Write the entries out again. Every character must match.
--- Supplied records ---
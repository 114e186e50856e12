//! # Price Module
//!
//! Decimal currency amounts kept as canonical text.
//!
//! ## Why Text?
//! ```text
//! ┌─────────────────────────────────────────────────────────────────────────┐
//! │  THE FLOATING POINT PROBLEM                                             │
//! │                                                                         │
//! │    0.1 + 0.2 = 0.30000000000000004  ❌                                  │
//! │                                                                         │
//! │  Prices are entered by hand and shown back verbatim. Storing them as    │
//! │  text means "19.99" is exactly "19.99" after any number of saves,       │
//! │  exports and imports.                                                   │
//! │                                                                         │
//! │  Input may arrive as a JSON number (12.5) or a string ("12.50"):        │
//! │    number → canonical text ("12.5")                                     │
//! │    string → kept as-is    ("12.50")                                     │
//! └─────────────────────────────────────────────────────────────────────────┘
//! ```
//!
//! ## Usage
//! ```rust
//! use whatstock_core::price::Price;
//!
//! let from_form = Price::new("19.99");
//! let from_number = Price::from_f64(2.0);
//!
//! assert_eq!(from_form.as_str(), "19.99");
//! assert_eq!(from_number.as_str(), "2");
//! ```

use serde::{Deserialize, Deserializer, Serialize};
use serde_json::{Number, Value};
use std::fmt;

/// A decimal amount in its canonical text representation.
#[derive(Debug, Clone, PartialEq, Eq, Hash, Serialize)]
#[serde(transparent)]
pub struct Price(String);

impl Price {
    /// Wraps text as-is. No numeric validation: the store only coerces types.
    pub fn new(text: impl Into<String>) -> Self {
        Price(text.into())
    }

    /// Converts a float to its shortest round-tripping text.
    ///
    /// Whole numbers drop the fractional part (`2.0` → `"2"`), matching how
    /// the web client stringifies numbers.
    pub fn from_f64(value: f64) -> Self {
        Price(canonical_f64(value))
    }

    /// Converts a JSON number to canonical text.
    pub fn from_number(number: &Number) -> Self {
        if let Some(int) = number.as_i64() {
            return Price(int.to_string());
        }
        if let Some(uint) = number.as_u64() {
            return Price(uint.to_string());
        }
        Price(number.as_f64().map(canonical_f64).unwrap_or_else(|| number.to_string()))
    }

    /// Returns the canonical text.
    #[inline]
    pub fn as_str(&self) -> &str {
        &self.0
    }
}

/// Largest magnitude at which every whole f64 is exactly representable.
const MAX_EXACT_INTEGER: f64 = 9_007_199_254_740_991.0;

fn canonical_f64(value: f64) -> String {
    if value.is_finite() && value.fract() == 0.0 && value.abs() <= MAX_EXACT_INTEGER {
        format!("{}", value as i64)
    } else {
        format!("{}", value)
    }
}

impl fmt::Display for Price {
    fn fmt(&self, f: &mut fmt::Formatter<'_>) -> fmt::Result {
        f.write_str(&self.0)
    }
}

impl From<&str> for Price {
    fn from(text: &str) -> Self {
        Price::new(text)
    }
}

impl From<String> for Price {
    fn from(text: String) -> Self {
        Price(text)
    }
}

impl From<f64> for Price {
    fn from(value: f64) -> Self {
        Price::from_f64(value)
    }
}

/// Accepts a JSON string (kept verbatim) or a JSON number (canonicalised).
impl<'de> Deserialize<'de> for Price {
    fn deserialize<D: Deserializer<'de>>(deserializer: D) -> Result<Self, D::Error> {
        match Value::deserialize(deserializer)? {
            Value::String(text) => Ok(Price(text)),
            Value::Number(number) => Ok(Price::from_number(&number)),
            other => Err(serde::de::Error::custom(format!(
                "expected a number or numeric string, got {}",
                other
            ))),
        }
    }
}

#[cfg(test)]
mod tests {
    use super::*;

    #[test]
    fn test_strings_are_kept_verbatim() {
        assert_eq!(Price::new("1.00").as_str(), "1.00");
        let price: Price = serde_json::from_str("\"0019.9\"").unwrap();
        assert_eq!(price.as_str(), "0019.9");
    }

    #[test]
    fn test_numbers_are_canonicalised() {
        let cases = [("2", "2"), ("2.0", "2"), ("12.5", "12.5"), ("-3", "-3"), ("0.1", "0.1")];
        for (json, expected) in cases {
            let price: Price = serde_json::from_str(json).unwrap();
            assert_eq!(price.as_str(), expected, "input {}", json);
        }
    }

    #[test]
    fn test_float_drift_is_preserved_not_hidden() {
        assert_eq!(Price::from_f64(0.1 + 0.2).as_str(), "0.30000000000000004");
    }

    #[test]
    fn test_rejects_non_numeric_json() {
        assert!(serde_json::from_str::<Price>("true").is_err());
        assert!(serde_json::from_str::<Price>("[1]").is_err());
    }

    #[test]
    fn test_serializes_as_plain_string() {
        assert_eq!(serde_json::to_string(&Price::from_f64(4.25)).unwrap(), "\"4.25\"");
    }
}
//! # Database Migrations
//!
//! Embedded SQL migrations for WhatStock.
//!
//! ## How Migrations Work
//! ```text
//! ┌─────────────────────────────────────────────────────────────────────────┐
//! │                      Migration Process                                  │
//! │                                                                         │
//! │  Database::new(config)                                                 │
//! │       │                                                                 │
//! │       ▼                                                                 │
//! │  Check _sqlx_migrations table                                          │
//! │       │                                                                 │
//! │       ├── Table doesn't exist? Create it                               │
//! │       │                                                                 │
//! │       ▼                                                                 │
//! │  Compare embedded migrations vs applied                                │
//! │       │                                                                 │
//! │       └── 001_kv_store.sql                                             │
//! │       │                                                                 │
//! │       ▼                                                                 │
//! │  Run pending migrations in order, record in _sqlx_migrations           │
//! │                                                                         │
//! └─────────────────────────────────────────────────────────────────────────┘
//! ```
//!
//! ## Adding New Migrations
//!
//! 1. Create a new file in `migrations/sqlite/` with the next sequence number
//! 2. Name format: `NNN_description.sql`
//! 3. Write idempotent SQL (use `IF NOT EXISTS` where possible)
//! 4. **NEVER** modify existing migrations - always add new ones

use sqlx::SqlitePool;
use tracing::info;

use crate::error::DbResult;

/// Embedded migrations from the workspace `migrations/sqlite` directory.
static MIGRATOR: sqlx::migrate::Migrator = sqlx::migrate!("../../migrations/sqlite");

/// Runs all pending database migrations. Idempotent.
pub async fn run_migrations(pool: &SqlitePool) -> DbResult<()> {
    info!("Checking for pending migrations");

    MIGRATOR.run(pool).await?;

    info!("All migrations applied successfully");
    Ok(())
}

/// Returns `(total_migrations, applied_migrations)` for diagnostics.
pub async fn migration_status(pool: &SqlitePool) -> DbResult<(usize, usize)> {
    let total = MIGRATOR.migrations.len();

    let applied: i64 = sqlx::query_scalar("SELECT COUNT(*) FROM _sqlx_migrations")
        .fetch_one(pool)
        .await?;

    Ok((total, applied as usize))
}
---
■ Worked solution
repository 114e186e50856e12
//! # Price Module
//!
//! Decimal currency amounts kept as canonical text.
//!
//! ## Why Text?
//! ```text
//! ┌─────────────────────────────────────────────────────────────────────────┐
//! │  THE FLOATING POINT PROBLEM                                             │
//! │                                                                         │
//! │    0.1 + 0.2 = 0.30000000000000004  ❌                                  │
//! │                                                                         │
//! │  Prices are entered by hand and shown back verbatim. Storing them as    │
//! │  text means "19.99" is exactly "19.99" after any number of saves,       │
//! │  exports and imports.                                                   │
//! │                                                                         │
//! │  Input may arrive as a JSON number (12.5) or a string ("12.50"):        │
//! │    number → canonical text ("12.5")                                     │
//! │    string → kept as-is    ("12.50")                                     │
//! └─────────────────────────────────────────────────────────────────────────┘
//! ```
//!
//! ## Usage
//! ```rust
//! use whatstock_core::price::Price;
//!
//! let from_form = Price::new("19.99");
//! let from_number = Price::from_f64(2.0);
//!
//! assert_eq!(from_form.as_str(), "19.99");
//! assert_eq!(from_number.as_str(), "2");
//! ```

use serde::{Deserialize, Deserializer, Serialize};
use serde_json::{Number, Value};
use std::fmt;

/// A decimal amount in its canonical text representation.
#[derive(Debug, Clone, PartialEq, Eq, Hash, Serialize)]
#[serde(transparent)]
pub struct Price(String);

impl Price {
    /// Wraps text as-is. No numeric validation: the store only coerces types.
    pub fn new(text: impl Into<String>) -> Self {
        Price(text.into())
    }

    /// Converts a float to its shortest round-tripping text.
    ///
    /// Whole numbers drop the fractional part (`2.0` → `"2"`), matching how
    /// the web client stringifies numbers.
    pub fn from_f64(value: f64) -> Self {
        Price(canonical_f64(value))
    }

    /// Converts a JSON number to canonical text.
    pub fn from_number(number: &Number) -> Self {
        if let Some(int) = number.as_i64() {
            return Price(int.to_string());
        }
        if let Some(uint) = number.as_u64() {
            return Price(uint.to_string());
        }
        Price(number.as_f64().map(canonical_f64).unwrap_or_else(|| number.to_string()))
    }

    /// Returns the canonical text.
    #[inline]
    pub fn as_str(&self) -> &str {
        &self.0
    }
}

/// Largest magnitude at which every whole f64 is exactly representable.
const MAX_EXACT_INTEGER: f64 = 9_007_199_254_740_991.0;

fn canonical_f64(value: f64) -> String {
    if value.is_finite() && value.fract() == 0.0 && value.abs() <= MAX_EXACT_INTEGER {
        format!("{}", value as i64)
    } else {
        format!("{}", value)
    }
}

impl fmt::Display for Price {
    fn fmt(&self, f: &mut fmt::Formatter<'_>) -> fmt::Result {
        f.write_str(&self.0)
    }
}

impl From<&str> for Price {
    fn from(text: &str) -> Self {
        Price::new(text)
    }
}

impl From<String> for Price {
    fn from(text: String) -> Self {
        Price(text)
    }
}

impl From<f64> for Price {
    fn from(value: f64) -> Self {
        Price::from_f64(value)
    }
}

/// Accepts a JSON string (kept verbatim) or a JSON number (canonicalised).
impl<'de> Deserialize<'de> for Price {
    fn deserialize<D: Deserializer<'de>>(deserializer: D) -> Result<Self, D::Error> {
        match Value::deserialize(deserializer)? {
            Value::String(text) => Ok(Price(text)),
            Value::Number(number) => Ok(Price::from_number(&number)),
            other => Err(serde::de::Error::custom(format!(
                "expected a number or numeric string, got {}",
                other
            ))),
        }
    }
}

#[cfg(test)]
mod tests {
    use super::*;

    #[test]
    fn test_strings_are_kept_verbatim() {
        assert_eq!(Price::new("1.00").as_str(), "1.00");
        let price: Price = serde_json::from_str("\"0019.9\"").unwrap();
        assert_eq!(price.as_str(), "0019.9");
    }

    #[test]
    fn test_numbers_are_canonicalised() {
        let cases = [("2", "2"), ("2.0", "2"), ("12.5", "12.5"), ("-3", "-3"), ("0.1", "0.1")];
        for (json, expected) in cases {
            let price: Price = serde_json::from_str(json).unwrap();
            assert_eq!(price.as_str(), expected, "input {}", json);
        }
    }

    #[test]
    fn test_float_drift_is_preserved_not_hidden() {
        assert_eq!(Price::from_f64(0.1 + 0.2).as_str(), "0.30000000000000004");
    }

    #[test]
    fn test_rejects_non_numeric_json() {
        assert!(serde_json::from_str::<Price>("true").is_err());
        assert!(serde_json::from_str::<Price>("[1]").is_err());
    }

    #[test]
    fn test_serializes_as_plain_string() {
        assert_eq!(serde_json::to_string(&Price::from_f64(4.25)).unwrap(), "\"4.25\"");
    }
}
//! # Database Migrations
//!
//! Embedded SQL migrations for WhatStock.
//!
//! ## How Migrations Work
//! ```text
//! ┌─────────────────────────────────────────────────────────────────────────┐
//! │                      Migration Process                                  │
//! │                                                                         │
//! │  Database::new(config)                                                 │
//! │       │                                                                 │
//! │       ▼                                                                 │
//! │  Check _sqlx_migrations table                                          │
//! │       │                                                                 │
//! │       ├── Table doesn't exist? Create it                               │
//! │       │                                                                 │
//! │       ▼                                                                 │
//! │  Compare embedded migrations vs applied                                │
//! │       │                                                                 │
//! │       └── 001_kv_store.sql                                             │
//! │       │                                                                 │
//! │       ▼                                                                 │
//! │  Run pending migrations in order, record in _sqlx_migrations           │
//! │                                                                         │
//! └─────────────────────────────────────────────────────────────────────────┘
//! ```
//!
//! ## Adding New Migrations
//!
//! 1. Create a new file in `migrations/sqlite/` with the next sequence number
//! 2. Name format: `NNN_description.sql`
//! 3. Write idempotent SQL (use `IF NOT EXISTS` where possible)
//! 4. **NEVER** modify existing migrations - always add new ones

use sqlx::SqlitePool;
use tracing::info;

use crate::error::DbResult;

/// Embedded migrations from the workspace `migrations/sqlite` directory.
static MIGRATOR: sqlx::migrate::Migrator = sqlx::migrate!("../../migrations/sqlite");

/// Runs all pending database migrations. Idempotent.
pub async fn run_migrations(pool: &SqlitePool) -> DbResult<()> {
    info!("Checking for pending migrations");

    MIGRATOR.run(pool).await?;

    info!("All migrations applied successfully");
    Ok(())
}

/// Returns `(total_migrations, applied_migrations)` for diagnostics.
pub async fn migration_status(pool: &SqlitePool) -> DbResult<(usize, usize)> {
    let total = MIGRATOR.migrations.len();

    let applied: i64 = sqlx::query_scalar("SELECT COUNT(*) FROM _sqlx_migrations")
        .fetch_one(pool)
        .await?;

    Ok((total, applied as usize))
}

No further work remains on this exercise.